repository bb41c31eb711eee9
//! Focus timer panel

use ratatui::{prelude::*, widgets::*};

use crate::{
    core::state::{AppState, Panel},
    domain::glyphs,
    presentation::components::ViewContext,
};

#[derive(Debug, Clone, Default)]
pub struct TimerComponent;

impl TimerComponent {
    pub fn new() -> Self {
        Self
    }

    pub fn view(&self, state: &AppState, ctx: &ViewContext, frame: &mut Frame, area: Rect) {
        let timer = &state.timer;
        let block = Block::bordered()
            .title(" Focus Timer ")
            .border_style(ctx.border_style(state, Panel::Timer));
        let inner = block.inner(area);
        frame.render_widget(Clear, area);
        frame.render_widget(block, area);

        let rows = Layout::vertical([
            Constraint::Length(1), // phase
            Constraint::Length(1), // clock
            Constraint::Length(1), // progress
            Constraint::Length(1), // sessions
            Constraint::Min(0),
        ])
        .split(inner);

        let state_icon = if timer.is_running() {
            glyphs::icon("timer.play")
        } else {
            glyphs::icon("timer.pause")
        };
        let phase = Line::from(vec![
            Span::styled(format!("{state_icon} "), ctx.palette.accent),
            Span::styled(timer.phase().label(), ctx.palette.text),
        ])
        .centered();
        frame.render_widget(Paragraph::new(phase), rows[0]);

        let clock = Line::styled(timer.formatted(), ctx.palette.highlight).centered();
        frame.render_widget(Paragraph::new(clock), rows[1]);

        let gauge = LineGauge::default()
            .filled_style(ctx.palette.accent)
            .unfilled_style(ctx.palette.muted)
            .ratio((timer.progress_percent() / 100.0).clamp(0.0, 1.0));
        frame.render_widget(gauge, rows[2]);

        let sessions = Line::styled(
            format!(
                "{} focus sessions today · {} reset",
                timer.completed_focus_sessions(),
                glyphs::icon("timer.reset")
            ),
            ctx.palette.muted,
        )
        .centered();
        frame.render_widget(Paragraph::new(sessions), rows[3]);
    }
}

#[cfg(test)]
mod tests {
    use super::*;
    use crate::{
        core::state::TimerState, domain::session::SessionPhase,
        infrastructure::config::Config,
    };
    use rand::{rngs::StdRng, SeedableRng};
    use ratatui::backend::TestBackend;
    use std::time::Duration;

    fn render(state: &AppState) -> color_eyre::Result<String> {
        let mut terminal = Terminal::new(TestBackend::new(40, 8))?;
        let ctx = ViewContext::new(state, state.environment, Duration::ZERO);
        terminal.draw(|f| TimerComponent::new().view(state, &ctx, f, f.area()))?;
        Ok(terminal
            .backend()
            .buffer()
            .content()
            .iter()
            .map(|c| c.symbol())
            .collect())
    }

    #[test]
    fn test_shows_remaining_time_and_phase() -> color_eyre::Result<()> {
        let mut state = AppState::new_with_rng(Config::default(), StdRng::seed_from_u64(0));
        state.timer = TimerState::new(SessionPhase::Break, 61, true);

        let text = render(&state)?;
        assert!(text.contains("01:01"));
        assert!(text.contains("Break"));
        Ok(())
    }
}
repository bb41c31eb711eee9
//! UI configuration
//!
//! This module contains configuration for UI appearance and behavior.

pub mod keybindings;
pub mod styles;

// Re-export for convenience
pub use keybindings::KeyBindings;
pub use styles::Styles;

----------

- **Work task**: Where a line in the listing above contains "reset", copy that line.

- **Solution to this task**:
                "{} focus sessions today · {} reset",
                glyphs::icon("timer.reset")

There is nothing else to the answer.